> **Exercise aim**: From the records below, copy out exactly the lines from the one containing "Ok(MessageDispatcher::new(router))" to the one containing "long_about = None)]", both included. Add nothing else.

> **Records for this task**:
//! Command execution: wires the storage core together and drives it with
//! message envelopes.

mod args;

use std::sync::Arc;

use clap::Parser;
use serde_json::{json, Value};

use tagmark_core::backend::{FileBookmarkStore, KvBookmarkStore, RemoteBookmarkBackend};
use tagmark_core::bridge::{FileBridgeHost, LoopbackTransport, MessageFileBridge};
use tagmark_core::config::Config;
use tagmark_core::dispatch::{MessageDispatcher, SenderContext};
use tagmark_core::index::StorageIndex;
use tagmark_core::remote::{RemoteClient, ReqwestTransport};
use tagmark_core::router::StorageRouter;
use tagmark_core::store::{JsonFileStore, KeyValueStore};

use args::{Cli, Commands, TagCommands};

/// Parse arguments, run one command, and return the process exit code.
pub async fn run() -> i32 {
    let cli = Cli::parse();

    let config_path = match &cli.config {
        Some(path) => path.clone(),
        None => match Config::config_path() {
            Ok(path) => path,
            Err(e) => {
                eprintln!("error: {e}");
                return 1;
            }
        },
    };
    let config = match Config::load_from(&config_path) {
        Ok(config) => config,
        Err(e) => {
            eprintln!("error: {e}");
            return 1;
        }
    };

    match run_command(cli.command, config, &config_path).await {
        Ok(code) => code,
        Err(e) => {
            eprintln!("error: {e}");
            1
        }
    }
}

async fn run_command(
    command: Commands,
    mut config: Config,
    config_path: &std::path::Path,
) -> tagmark_core::Result<i32> {
    // Configuration commands mutate config and return; everything else goes
    // through the dispatcher as an envelope.
    match command {
        Commands::Login { token } => {
            config.auth_token = Some(token);
            config.save_to(config_path)?;
            println!("credential stored");
            return Ok(0);
        }
        Commands::UseBackend { backend } => {
            config.default_backend = backend.parse()?;
            config.save_to(config_path)?;
            println!("default backend: {}", config.default_backend);
            return Ok(0);
        }
        Commands::GrantDir { path } => {
            std::fs::create_dir_all(&path)?;
            let canonical = path.canonicalize()?;
            println!("file backend directory: {}", canonical.display());
            config.file_directory = Some(canonical);
            config.save_to(config_path)?;
            return Ok(0);
        }
        Commands::Config => {
            println!("{}", toml_or_default(&config));
            return Ok(0);
        }
        other => {
            let dispatcher = build_dispatcher(&config)?;
            seed_index(&dispatcher).await;
            let envelope = envelope_for(other);
            let response = dispatcher.dispatch(envelope, &SenderContext::default()).await;
            let failed = response.get("error").is_some();
            println!("{}", serde_json::to_string_pretty(&response)?);
            Ok(if failed { 1 } else { 0 })
        }
    }
}

fn toml_or_default(config: &Config) -> String {
    toml::to_string_pretty(config).unwrap_or_else(|_| format!("{config:?}"))
}

fn envelope_for(command: Commands) -> Value {
    match command {
        Commands::Get { url } => json!({
            "type": "getCurrentBookmark",
            "data": { "url": url },
        }),
        Commands::Tags { url } => json!({
            "type": "getTagsForUrl",
            "data": { "url": url },
        }),
        Commands::Recent { count } => json!({
            "type": "getRecentBookmarks",
            "data": { "count": count },
        }),
        Commands::Save {
            url,
            tags,
            description,
            extended,
            toread,
            private,
        } => {
            let mut data = serde_json::Map::new();
            data.insert("url".to_string(), json!(url));
            if let Some(tags) = tags {
                data.insert("tags".to_string(), json!(tags));
            }
            if let Some(description) = description {
                data.insert("description".to_string(), json!(description));
            }
            if let Some(extended) = extended {
                data.insert("extended".to_string(), json!(extended));
            }
            if toread {
                data.insert("toread".to_string(), json!("yes"));
            }
            if private {
                data.insert("shared".to_string(), json!("no"));
            }
            json!({ "type": "saveBookmark", "data": data })
        }
        Commands::Delete { url } => json!({
            "type": "deleteBookmark",
            "data": { "url": url },
        }),
        Commands::Tag { operation } => match operation {
            TagCommands::Add { url, value } => json!({
                "type": "saveTag",
                "data": { "url": url, "value": value },
            }),
            TagCommands::Rm { url, value } => json!({
                "type": "deleteTag",
                "data": { "url": url, "value": value },
            }),
        },
        Commands::Backend { url } => json!({
            "type": "getStorageBackendForUrl",
            "data": { "url": url },
        }),
        Commands::Move { url, target } => json!({
            "type": "moveBookmarkToStorage",
            "data": { "url": url, "targetBackend": target },
        }),
        Commands::List { all } => {
            if all {
                json!({ "type": "getAggregatedBookmarksForIndex" })
            } else {
                json!({ "type": "getLocalBookmarksForIndex" })
            }
        }
        // Config commands are handled before dispatch.
        Commands::Login { .. }
        | Commands::UseBackend { .. }
        | Commands::GrantDir { .. }
        | Commands::Config => json!({ "type": "echo" }),
    }
}

fn build_dispatcher(config: &Config) -> tagmark_core::Result<MessageDispatcher> {
    let data_dir = dirs::data_dir()
        .ok_or(tagmark_core::TagmarkError::NoConfigDir)?
        .join("tagmark");

    let device_store: Arc<dyn KeyValueStore> =
        Arc::new(JsonFileStore::new(data_dir.join("device-store.json")));
    let synced_store: Arc<dyn KeyValueStore> =
        Arc::new(JsonFileStore::new(data_dir.join("synced-store.json")));

    // The bridge host stands in for the isolated helper context; the handle
    // it owns comes from configuration.
    let host = Arc::new(FileBridgeHost::new(config.file_directory.clone()));
    let bridge = MessageFileBridge::new(LoopbackTransport::new(host));

    let remote_config = config.remote_config();
    let transport = ReqwestTransport::new(&remote_config)?;
    let remote = RemoteBookmarkBackend::new(RemoteClient::new(remote_config, transport));

    let router = StorageRouter::new(
        Box::new(remote),
        Box::new(KvBookmarkStore::local(device_store.clone())),
        Box::new(KvBookmarkStore::synced(synced_store)),
        Box::new(FileBookmarkStore::new(bridge)),
        StorageIndex::new(device_store),
        config.default_backend,
    );
    Ok(MessageDispatcher::new(router))
}

/// One-time index seeding for stores that predate the index.
async fn seed_index(dispatcher: &MessageDispatcher) {
    // Seeding failure is not fatal for the command being run.
    if let Err(e) = dispatcher.router().ensure_index_seeded().await {
        log::warn!("index seeding failed: {e}");
    }
}
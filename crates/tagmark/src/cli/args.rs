//! Command-line argument structures and enums

use clap::{Parser, Subcommand};
use std::path::PathBuf;

#[derive(Parser)]
#[command(name = "tagmark")]
#[command(version)]
#[command(about = "Tag and route bookmarks across remote, local, synced, and file storage", long_about = None)]
pub struct Cli {
    /// Override config file location
    #[arg(short, long, global = true)]
    pub config: Option<PathBuf>,

    #[command(subcommand)]
    pub command: Commands,
}

#[derive(Subcommand)]
pub enum Commands {
    /// Show the bookmark stored for a URL
    Get {
        /// Bookmark URL
        url: String,
    },

    /// Show the tags stored for a URL
    Tags {
        /// Bookmark URL
        url: String,
    },

    /// Recent bookmarks across all backends
    Recent {
        /// How many to show
        #[arg(short = 'n', long, default_value_t = 15)]
        count: usize,
    },

    /// Save (create or update) a bookmark
    Save {
        /// Bookmark URL
        url: String,

        /// Tags, space-delimited (e.g. "rust async")
        #[arg(short, long)]
        tags: Option<String>,

        /// Description
        #[arg(short, long)]
        description: Option<String>,

        /// Extended notes
        #[arg(short, long)]
        extended: Option<String>,

        /// Mark as to-read
        #[arg(long)]
        toread: bool,

        /// Mark as private (shared defaults to yes)
        #[arg(long)]
        private: bool,
    },

    /// Delete the bookmark for a URL
    Delete {
        /// Bookmark URL
        url: String,
    },

    /// Add or remove a single tag
    Tag {
        #[command(subcommand)]
        operation: TagCommands,
    },

    /// Show which backend holds a URL
    Backend {
        /// Bookmark URL
        url: String,
    },

    /// Move a bookmark to another storage backend
    Move {
        /// Bookmark URL
        url: String,

        /// Target backend: remote, local, synced, or file
        target: String,
    },

    /// List bookmarks for the index page
    List {
        /// Aggregate every backend instead of only local
        #[arg(short, long)]
        all: bool,
    },

    /// Store the remote API credential
    Login {
        /// Credential in user:TOKEN form
        token: String,
    },

    /// Select the default storage backend for new bookmarks
    UseBackend {
        /// remote, local, synced, or file
        backend: String,
    },

    /// Grant a directory to the file backend
    GrantDir {
        /// Directory that will hold the bookmark document
        path: PathBuf,
    },

    /// Show current configuration
    Config,
}

#[derive(Subcommand)]
pub enum TagCommands {
    /// Add a tag to a bookmark
    Add {
        /// Bookmark URL
        url: String,
        /// Tag value
        value: String,
    },

    /// Remove a tag from a bookmark
    Rm {
        /// Bookmark URL
        url: String,
        /// Tag value
        value: String,
    },
}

> **Output for this task**:
    Ok(MessageDispatcher::new(router))
}

/// One-time index seeding for stores that predate the index.
async fn seed_index(dispatcher: &MessageDispatcher) {
    // Seeding failure is not fatal for the command being run.
    if let Err(e) = dispatcher.router().ensure_index_seeded().await {
        log::warn!("index seeding failed: {e}");
    }
}
filename crates/tagmark/src/cli/args.rs
//! Command-line argument structures and enums

use clap::{Parser, Subcommand};
use std::path::PathBuf;

#[derive(Parser)]
#[command(name = "tagmark")]
#[command(version)]
#[command(about = "Tag and route bookmarks across remote, local, synced, and file storage", long_about = None)]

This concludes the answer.